Automatically remove duplicate file reads, script outputs, and grep results from Claude Code session transcripts. Uses deterministic deduplication (not LLM-based) to reduce token waste and lower hallucination risk when resuming sessions.
During typical Claude Code sessions, you naturally read the same files multiple times:
- Read file to understand context
- Make edits
- Read again to verify changes (duplicate)
- Exchange messages with Claude
- Read again to refresh context (duplicate)
Each read creates a session transcript entry. When you /resume, Claude reconstructs the entire conversation from the transcript—expensive reconstruction that includes all those duplicate reads. The plugin removes exact duplicates while keeping intervening messages intact, resulting in a smaller transcript that costs fewer tokens to reconstruct on resume.
Example:
Session 1: Read config.json (57 bytes)
[Edit config.json]
Read config.json again (57 bytes, same content)
[Chat with Claude]
Read config.json once more (57 bytes, same content)
Plugin removes: 2 duplicate reads = 114 bytes (~28 tokens)
Result: Next /resume pays ~28 fewer tokens to reconstruct
The plugin uses deterministic content matching (comparing file hashes), never making LLM-based decisions.

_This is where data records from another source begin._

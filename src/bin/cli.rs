use anyhow::{anyhow, bail, Context};
use crabstream::probe::{NetworkClassifier, StaticCapabilities, ThresholdClassifier};
use crabstream::testing::{ScriptStep, ScriptedTransport};
use crabstream::{
    CancellationToken, Capability, CapabilitySet, DeliveryEngine, EngineConfig, NetworkCondition,
    NetworkSample,
};
use std::env;
use std::path::PathBuf;
use std::sync::Arc;

const USAGE: &str = "Usage: crabstream-cli <command> [args]

Commands:
  default-config                 Print the default configuration as TOML
  check-config <path>            Validate a configuration file (with CRABSTREAM_* overrides)
  plan [options]                 Print the execution plan for an environment
  simulate --script <s> [options]
                                 Run deliveries against a scripted transport

Options:
  --config <path>                Configuration file (default: crabstream.toml)
  --caps <list|all>              Comma-separated capabilities (default: all)
  --network <condition>          Force slow|medium|fast|unknown
  --label <class>                Connection class label, e.g. 4g
  --downlink <mbps>              Measured downlink
  --probe-kbps <kbps>            Bandwidth estimate
  --runs <n>                     Deliveries to simulate (default: 1)
  --json                         JSON output

Script format: <strategy>=<step>,<step>;<strategy>=...
  steps: ok | fail | hang | late | coop, optionally @<ms>";

fn main() -> anyhow::Result<()> {
    crabstream::init_logging();

    let args: Vec<String> = env::args().collect();
    if args.len() < 2 {
        eprintln!("{}", USAGE);
        std::process::exit(1);
    }

    let command = &args[1];
    match command.as_str() {
        "default-config" => cmd_default_config(),
        "check-config" => cmd_check_config(&args),
        "plan" => cmd_plan(&args),
        "simulate" => cmd_simulate(&args),
        "help" | "--help" | "-h" => {
            println!("{}", USAGE);
            Ok(())
        }
        _ => {
            eprintln!("Unknown command: {}", command);
            eprintln!("{}", USAGE);
            std::process::exit(1);
        }
    }
}

#[derive(Debug, Default)]
struct Options {
    config: Option<PathBuf>,
    caps: Option<String>,
    network: Option<NetworkCondition>,
    sample: NetworkSample,
    script: Option<String>,
    runs: u32,
    json: bool,
}

fn parse_options(args: &[String]) -> anyhow::Result<Options> {
    let mut opts = Options {
        runs: 1,
        ..Options::default()
    };

    let mut i = 2;
    while i < args.len() {
        let flag = args[i].as_str();
        let mut value = || -> anyhow::Result<String> {
            i += 1;
            args.get(i)
                .cloned()
                .ok_or_else(|| anyhow!("{} requires a value", flag))
        };
        match flag {
            "--config" => opts.config = Some(PathBuf::from(value()?)),
            "--caps" => opts.caps = Some(value()?),
            "--network" => {
                let condition = value()?;
                opts.network = Some(condition.parse::<NetworkCondition>().map_err(|e| anyhow!(e))?);
            }
            "--label" => opts.sample.connection_class = Some(value()?),
            "--downlink" => opts.sample.downlink_mbps = Some(value()?.parse()?),
            "--probe-kbps" => opts.sample.bandwidth_estimate_kbps = Some(value()?.parse()?),
            "--script" => opts.script = Some(value()?),
            "--runs" => opts.runs = value()?.parse()?,
            "--json" => opts.json = true,
            other => bail!("Unknown option: {}", other),
        }
        i += 1;
    }
    Ok(opts)
}

fn parse_caps(arg: Option<&str>) -> anyhow::Result<CapabilitySet> {
    match arg {
        None | Some("all") => Ok(CapabilitySet::all()),
        Some(list) => list
            .split(',')
            .filter(|s| !s.trim().is_empty())
            .map(|s| s.parse::<Capability>().map_err(|e| anyhow!(e)))
            .collect(),
    }
}

fn parse_script(script: &str) -> anyhow::Result<ScriptedTransport> {
    let transport = ScriptedTransport::new();
    for part in script.split(';').filter(|p| !p.trim().is_empty()) {
        let (strategy, steps) = part
            .split_once('=')
            .ok_or_else(|| anyhow!("script entry '{}' must be <strategy>=<steps>", part))?;
        let steps = steps
            .split(',')
            .map(|s| s.parse::<ScriptStep>().map_err(|e| anyhow!(e)))
            .collect::<anyhow::Result<Vec<_>>>()?;
        transport.push_steps(strategy.trim(), steps);
    }
    Ok(transport)
}

fn load_config(opts: &Options) -> anyhow::Result<EngineConfig> {
    let path = opts.config.clone().unwrap_or_else(EngineConfig::default_path);
    EngineConfig::load_layered(&path)
        .with_context(|| format!("loading configuration from {}", path.display()))
}

fn build_engine(opts: &Options) -> anyhow::Result<DeliveryEngine> {
    let config = load_config(opts)?;
    let caps = parse_caps(opts.caps.as_deref())?;
    let classifier: Arc<dyn NetworkClassifier> = match opts.network {
        Some(forced) => Arc::new(move |_: &NetworkSample| forced),
        None => Arc::new(ThresholdClassifier::new(config.network.thresholds.clone())),
    };
    Ok(DeliveryEngine::new(
        config,
        Arc::new(StaticCapabilities(caps)),
        classifier,
    )?)
}

fn cmd_default_config() -> anyhow::Result<()> {
    print!("{}", EngineConfig::default().to_toml_string()?);
    Ok(())
}

fn cmd_check_config(args: &[String]) -> anyhow::Result<()> {
    let path = args
        .get(2)
        .ok_or_else(|| anyhow!("Usage: crabstream-cli check-config <path>"))?;
    let config = EngineConfig::load_layered(path)?;
    config.validate().map_err(|e| anyhow!(e))?;
    println!(
        "OK: {} strategies, history {}, alpha {}",
        config.strategies.len(),
        config.metrics.history_size,
        config.metrics.alpha
    );
    Ok(())
}

fn cmd_plan(args: &[String]) -> anyhow::Result<()> {
    let opts = parse_options(args)?;
    let engine = build_engine(&opts)?;
    let plan = engine.plan(&opts.sample)?;

    if opts.json {
        println!("{}", serde_json::to_string_pretty(&plan)?);
    } else {
        println!("Network: {}", plan.network);
        for (i, entry) in plan.iter().enumerate() {
            println!(
                "{}. {} (priority {}, timeout {}ms, attempts {})",
                i + 1,
                entry.strategy.name,
                entry.strategy.priority,
                entry.effective_timeout_ms,
                entry.effective_retries
            );
        }
    }
    Ok(())
}

fn cmd_simulate(args: &[String]) -> anyhow::Result<()> {
    let opts = parse_options(args)?;
    let script = opts
        .script
        .as_deref()
        .ok_or_else(|| anyhow!("simulate requires --script"))?;
    let transport = parse_script(script)?;
    let engine = build_engine(&opts)?;

    let cancel = CancellationToken::new();
    let handler_token = cancel.clone();
    ctrlc::set_handler(move || {
        eprintln!("Cancelling...");
        handler_token.cancel();
    })
    .context("installing Ctrl-C handler")?;

    let runtime = tokio::runtime::Builder::new_current_thread()
        .enable_all()
        .build()?;

    runtime.block_on(async {
        for run in 1..=opts.runs {
            let result = engine
                .deliver_with_cancel(&opts.sample, &cancel, |strategy, ctx| {
                    transport.operation(strategy, ctx)
                })
                .await;
            match result {
                Ok(success) => println!(
                    "run {}: delivered '{}' via {} (attempt {}, {} total)",
                    run, success.value, success.strategy, success.attempt, success.total_attempts
                ),
                Err(e) => println!("run {}: {}", run, e),
            }
            if cancel.is_cancelled() {
                break;
            }
        }
    });

    let snapshot = engine.metrics_snapshot();
    if opts.json {
        println!("{}", serde_json::to_string_pretty(&snapshot)?);
    } else {
        println!("Success rates:");
        for (name, rate) in &snapshot.success_rates {
            let totals = &snapshot.totals[name];
            println!(
                "  {}: {:.3} ({} ok / {} failed, {} timeouts)",
                name, rate, totals.successes, totals.failures, totals.timeouts
            );
        }
        println!("Recent error rate: {:.2}", engine.recent_error_rate());
    }
    Ok(())
}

It's safe, reversible, and preserves all context except exact content duplicates.
The plugin intelligently removes three types of duplicate operations:
Identical file content across multiple Read operations is deduplicated. The latest read is always kept (represents current state).
Read 1: config.json → {"debug": false}
[... edits and messages ...]
Read 2: config.json → {"debug": false} (DUPLICATE - marked)
[... more work ...]
Read 3: config.json → {"debug": true} (DIFFERENT - kept)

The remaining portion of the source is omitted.